Over-pronation is very common and affects millions of people. To better understand this condition, we'll take a closer look at the 3 most common foot types. An estimated 70% of the population has
fallen arches (or a low arch). Only 20% has a normal arch. And 10% have abnormal feet, in other words they either have flat feet or the opposite a high arched foot.
There is a relationship between biomechanics and injury that is specific to each body part. Overall though, poor mechanics will either increase the landing forces acting on the body or increase the
work to be done by the muscles. Both increase the stress, which, depending on the individual and the amount of running can become excessive and cause injury.
Due to the laxity of the soft tissue structures of the foot, and the fact that the joints are not held together properly, the bones of the feet shift. When this occurs, the muscles that attach to
these bones must also shift, or twist, in order to attach to these bones. The strongest and most important muscles that attach to our foot bones come from our lower leg. So, as these muscles course
down the leg and across the ankle, they must twist to maintain their proper attachments in the foot. This twisting of these muscles will cause shin splints, Achilles Tendonitis, generalized
tendonitis, fatigue, muscle aches and pains, cramps, ankle sprains, and loss of muscular efficiency (reducing walking and running speed and endurance). The problems we see in the feet, which are due
to over-pronation include bunions, heel spurs, plantar fasciitis, fallen and painful arches, hammertoes, metatarsalgia (ball of foot pain), and calluses.
Look at the wear on your shoes and especially running trainers; if you overpronate it's likely the inside of your shoe will be worn down (or seem crushed if they're soft shoes) from the extra
Non Surgical Treatment
Solutions typically presented will include physical therapy sessions, prolonged prescription drug regimens, occasionally non-traditional approaches like holistic medicine and acupuncture. These
options can provide symptom relief in the short term for some patients. However, these treatment methods cannot correct the internal osseous misalignment. Ligaments are not effective in limiting the
motion of the ankle bone when excessive joint motion is present.
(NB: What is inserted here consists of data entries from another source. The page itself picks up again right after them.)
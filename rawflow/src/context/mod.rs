//! Shared resources of a linked pipeline.
//!
//! Every stage of a pipeline holds the same [`PipelineContext`]: the
//! directory layout, the codec used to read and write recordings, and the
//! signal processor that performs the numeric transforms.

use crate::config::PipelineConfig;
use crate::io::{JsonSignalStore, PathTemplate, SignalStore};
use crate::processing::SignalProcessor;
use std::fmt;
use std::path::PathBuf;
use std::sync::Arc;

/// The context shared by all stages of one pipeline.
#[derive(Clone)]
pub struct PipelineContext {
    /// Directory layout and defaults.
    pub config: PipelineConfig,
    /// Reader/writer for recordings and artifacts.
    pub store: Arc<dyn SignalStore>,
    /// Numeric transforms.
    pub processor: Arc<dyn SignalProcessor>,
}

impl fmt::Debug for PipelineContext {
    fn fmt(&self, f: &mut fmt::Formatter<'_>) -> fmt::Result {
        f.debug_struct("PipelineContext")
            .field("root", &self.config.root)
            .field("store", &self.store)
            .field("processor", &self.processor.name())
            .finish()
    }
}

impl PipelineContext {
    /// Creates a context using the JSON store.
    #[must_use]
    pub fn new(config: PipelineConfig, processor: Arc<dyn SignalProcessor>) -> Self {
        Self {
            config,
            store: Arc::new(JsonSignalStore::new()),
            processor,
        }
    }

    /// Sets the signal store.
    #[must_use]
    pub fn with_store(mut self, store: Arc<dyn SignalStore>) -> Self {
        self.store = store;
        self
    }

    /// Template of the per-subject raw-data directory.
    #[must_use]
    pub fn raw_dir(&self) -> PathTemplate {
        PathTemplate::new(self.config.raw_dir.clone())
    }

    /// Formats a template for one subject and session.
    #[must_use]
    pub fn format(&self, template: &PathTemplate, subject: &str, session: &str) -> PathBuf {
        let root = self.config.root.to_string_lossy();
        template.format(&[("root", &root), ("subject", subject), ("session", session)])
    }
}

#[cfg(test)]
mod tests {
    use super::*;
    use crate::testing::CountingProcessor;

    #[test]
    fn test_format_uses_root() {
        let ctx = PipelineContext::new(
            PipelineConfig::new("/exp"),
            Arc::new(CountingProcessor::new()),
        );
        let path = ctx.format(&ctx.raw_dir().join("{subject}_{session}-raw.fif"), "R01", "words");
        assert_eq!(path, PathBuf::from("/exp/meg/R01/R01_words-raw.fif"));
    }
}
Furthermore, there is not a single, specific ligament that is "too tight" that needs to be "stretched out." The muscles supporting the
bones are already being "over-worked" and they cannot be strengthened enough to realign these bones. There is no evidence to suggest that any of these measures are effective in re-establishing or
maintaining the normal joint alignment and function.
Subtalar Arthroereisis. The ankle and hindfoot bones/midfoot bones around the joint are fused, locking the bones in place and preventing all joint motion. This may also be done in combination with
fusion at other joints. This is a very aggressive option usually reserved for extreme cases where no joint flexibility is present and/or the patient has severe arthritic changes in the joint.